What is your diagnosis?

Abstract

Transitional cell carcinoma of the lacrimal sac is the second most common type of lacrimal malignancy; it is potentially lethal if it is not recognized and treated. The tumor in the patient presented here was composed microscopically of a combination of exophytic and endophylic (inverted) papillary lesions. Spindly, elongated cells with goblet cells were found, with areas of increased cellularity, nuclear pleomorphism, and mitotic figures, which was suggestive of a diagnosis of transitional cell carcinoma rather than benign papilloma. This distinction is important, as the former may require the addition of radiation therapy in the treatment protocol because of its poor prognosis, difficulty in achieving complete excision, and high rates of recurrence. In this patient, additional tumor was found on imaging studies and the residual tumor was excised with subsequent radiation therapy.

Tumors of the lacrimal sac are rare; however, they are important because many are malignant and potentially lethal if therapy is delayed or inadequate.
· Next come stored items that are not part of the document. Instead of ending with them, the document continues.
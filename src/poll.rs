// Copyright (c) Microsoft Corporation.
// Licensed under the MIT license.

use crate::fail::Fail;

use mio::{event::Source, Events, Interest, Registry, Token, Waker};

use std::{env, io, time::Duration};

//==============================================================================
// Constants & Structures
//==============================================================================

/// # Poller
///
/// Wrapper over the OS readiness multiplexer. Registration is edge-capable
/// underneath but consumed level-triggered by the loop: a readiness report is
/// a hint, spurious wakeups are tolerated and every I/O site retries until
/// the OS reports would-block.

/// Default capacity for the readiness event buffer.
const EVENTS_CAPACITY: usize = 1024;

/// Environment variable naming the preferred readiness mechanism.
const POLL_ENV: &str = "POLL";

/// Readiness report for a single registered source.
#[derive(Clone, Copy, Debug)]
pub struct Readiness {
    pub token: Token,
    pub readable: bool,
    pub writable: bool,
    pub error: bool,
}

/// Poller
pub struct Poller {
    poll: mio::Poll,
    events: Events,
}

//==============================================================================
// Associate Functions
//==============================================================================

/// Associate functions for [Poller].
impl Poller {
    /// Creates a poller over the best available OS mechanism.
    pub fn new() -> Result<Self, Fail> {
        // The preferred mechanism may be requested through the environment,
        // but the selector bundled for this platform is the only backend.
        if let Ok(name) = env::var(POLL_ENV) {
            if !name.is_empty() && name != Self::selector_name() {
                warn!(
                    "poller '{}' not available, using '{}'",
                    name,
                    Self::selector_name()
                );
            }
        }
        let poll = mio::Poll::new()?;
        Ok(Self {
            poll,
            events: Events::with_capacity(EVENTS_CAPACITY),
        })
    }

    /// Returns the name of the selector backing this platform.
    pub fn selector_name() -> &'static str {
        if cfg!(any(target_os = "linux", target_os = "android")) {
            "epoll"
        } else if cfg!(any(
            target_os = "macos",
            target_os = "freebsd",
            target_os = "netbsd",
            target_os = "openbsd"
        )) {
            "kqueue"
        } else {
            "poll"
        }
    }

    /// Hands out an owned registry so connections can flip their own
    /// interest without re-entering the loop.
    pub fn registry(&self) -> Result<Registry, Fail> {
        let registry = self.poll.registry().try_clone()?;
        Ok(registry)
    }

    /// Builds the cross-thread wake signal associated with the given token.
    pub fn waker(&self, token: Token) -> Result<Waker, Fail> {
        let waker = Waker::new(self.poll.registry(), token)?;
        Ok(waker)
    }

    /// Registers a source for the given interest set.
    pub fn register(&self, source: &mut dyn Source, token: Token, interest: Interest) -> Result<(), Fail> {
        self.poll.registry().register(source, token, interest)?;
        Ok(())
    }

    /// Replaces the interest set of a registered source.
    pub fn reregister(&self, source: &mut dyn Source, token: Token, interest: Interest) -> Result<(), Fail> {
        self.poll.registry().reregister(source, token, interest)?;
        Ok(())
    }

    /// Removes a source from the poller. Removing a source whose descriptor
    /// was already closed is a no-op.
    pub fn deregister(&self, source: &mut dyn Source) -> Result<(), Fail> {
        match self.poll.registry().deregister(source) {
            Ok(()) => Ok(()),
            Err(ref error) if error.kind() == io::ErrorKind::NotFound => Ok(()),
            Err(error) => Err(error.into()),
        }
    }

    /// Blocks for at most `timeout` (`None` blocks indefinitely) and returns
    /// the readiness reports gathered. An interrupted wait surfaces as an
    /// empty report set so the caller simply runs another iteration.
    pub fn poll(&mut self, timeout: Option<Duration>) -> Result<Vec<Readiness>, Fail> {
        match self.poll.poll(&mut self.events, timeout) {
            Ok(()) => (),
            Err(ref error) if error.kind() == io::ErrorKind::Interrupted => {
                return Ok(Vec::new())
            }
            Err(error) => return Err(error.into()),
        }
        let mut ready: Vec<Readiness> = Vec::with_capacity(self.events.iter().count());
        for event in self.events.iter() {
            ready.push(Readiness {
                token: event.token(),
                readable: event.is_readable() || event.is_read_closed(),
                writable: event.is_writable(),
                error: event.is_error(),
            });
        }
        Ok(ready)
    }
}
// Copyright (c) Microsoft Corporation.
// Licensed under the MIT license.

use crate::{
    conn::{ConnOwner, ConnState, Connection},
    engine::EngineHandle,
    fail::Fail,
    tls::{TlsContext, TlsSession},
};

use mio::{net::TcpStream, Token};
use rustls::ClientConfig;

use std::{
    cell::RefCell,
    net::{SocketAddr, ToSocketAddrs},
    rc::{Rc, Weak},
    sync::Arc,
};

//==============================================================================
// Constants & Structures
//==============================================================================

/// # Client
///
/// Connector owner: resolves an endpoint, starts a non-blocking connect and
/// hands back the connection in its `connecting` state. Write readiness
/// completes the connect (and the TLS handshake when one is requested)
/// before the `Connect` event fires.

/// Client Data
struct Inner {
    engine: EngineHandle,
    tls: Option<Arc<ClientConfig>>,
    conns: Vec<Connection>,
}

/// Owner cell shared with the connections.
struct Core {
    inner: RefCell<Inner>,
}

/// Client
pub struct Client {
    core: Rc<Core>,
}

//==============================================================================
// Associate Functions
//==============================================================================

/// Associate functions for [Client].
impl Client {
    /// Creates a plaintext client.
    pub fn new(engine: EngineHandle) -> Self {
        Self::build(engine, None)
    }

    /// Creates a client whose connections negotiate TLS against the anchors
    /// in the given PEM file.
    pub fn with_tls(engine: EngineHandle, ca_file: &str, alpn: &[&str]) -> Result<Self, Fail> {
        let config = TlsContext::client(ca_file, alpn)?;
        Ok(Self::build(engine, Some(config)))
    }

    /// Starts a non-blocking connect towards `host:port`. Resolution is
    /// synchronous; the connect itself completes on readiness.
    pub fn connect(&self, host: &str, port: u16) -> Result<Connection, Fail> {
        let addr = Self::resolve(host, port)?;
        let (engine, tls) = {
            let inner = self.core.inner.borrow();
            let tls = match &inner.tls {
                Some(config) => Some(TlsSession::client(config.clone(), host)?),
                None => None,
            };
            (inner.engine.clone(), tls)
        };
        let stream = TcpStream::connect(addr)?;
        let core_dyn: Rc<dyn ConnOwner> = self.core.clone();
        let owner: Weak<dyn ConnOwner> = Rc::downgrade(&core_dyn);
        let conn = Connection::stream(engine, stream, ConnState::Connecting, tls, Some(owner))?;
        self.core.inner.borrow_mut().conns.push(conn.clone());
        debug!("connecting to {}", addr);
        Ok(conn)
    }

    /// Returns the number of live connections owned by the client.
    pub fn connections(&self) -> usize {
        self.core.inner.borrow().conns.len()
    }

    /// Closes every owned connection.
    pub fn close(&self) {
        let conns = std::mem::take(&mut self.core.inner.borrow_mut().conns);
        for conn in conns {
            conn.close();
        }
    }

    /// Assembles a client around an optional TLS configuration.
    fn build(engine: EngineHandle, tls: Option<Arc<ClientConfig>>) -> Self {
        let inner = Inner {
            engine,
            tls,
            conns: Vec::new(),
        };
        Self {
            core: Rc::new(Core {
                inner: RefCell::new(inner),
            }),
        }
    }

    /// Resolves `host:port` to the first reported address.
    fn resolve(host: &str, port: u16) -> Result<SocketAddr, Fail> {
        (host, port)
            .to_socket_addrs()?
            .next()
            .ok_or(Fail::ResolveFailed {
                details: format!("{}:{}", host, port),
            })
    }
}

//==============================================================================
// Trait Implementations
//==============================================================================

/// Clone trait implementation for [Client].
impl Clone for Client {
    fn clone(&self) -> Self {
        Self {
            core: self.core.clone(),
        }
    }
}

/// ConnOwner trait implementation for the client core.
impl ConnOwner for Core {
    /// Drops a closed connection from the roster.
    fn connection_closed(&self, token: Token) {
        if let Ok(mut inner) = self.inner.try_borrow_mut() {
            inner.conns.retain(|conn| conn.token() != token);
        }
    }
}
Of the approximately 300 lacrimal sac tumors that have been reported, 73% are primary epithelial tumors, and most (75%) of these are malignant.1 Most patients with a lacrimal sac tumor present with a lacrimal mass and signs of obstruction that lead to epiphora, or excessive tearing. In addition, lacrimal hemorrhage with pain is highly suggestive of a malignant neoplasm of the lacrimal sac. Because these symptoms (except bleeding) are also commonly seen in cases of dacryocystitis, a dacryocystogram may be helpful. Dacryocystography often shows a filling defect of the sac lumen or a distended sac with an uneven or mottled appearance. The triad of epiphora, irreducible mass, and a positive dacryocystogram strongly suggests the preoperative diagnosis of a lacrimal sac tumor.2 Once a lacrimal sac tumor is suspected, orbital and sinus computed tomographic scanning is imperative. These studies may provide evidence of expansion or erosion into the lacrimal sac fossa or invasion into neighboring structures.1–5 

Histologically, the lacrimal sac is lined by stratified columnar epithelium with scattered goblet cells and foci of ciliated respiratory epithelium. The canaliculi and nasolacrimal duct are lined by nonkeratinizing, stratified squamous epithelium. This heterogeneous epithelial lining of the lacrimal drainage system gives rise to a variety of epithelial neoplasms.3,6 

Tumors of the lacrimal sac are divided into epithelial and nonepithelial neoplasms. The nonepithelial tumors consist of fibrous histiocytoma, lymphoid lesions, malignant melanoma, hemangiopericytoma, lipoma, granulocytic sarcoma, and neurofibroma.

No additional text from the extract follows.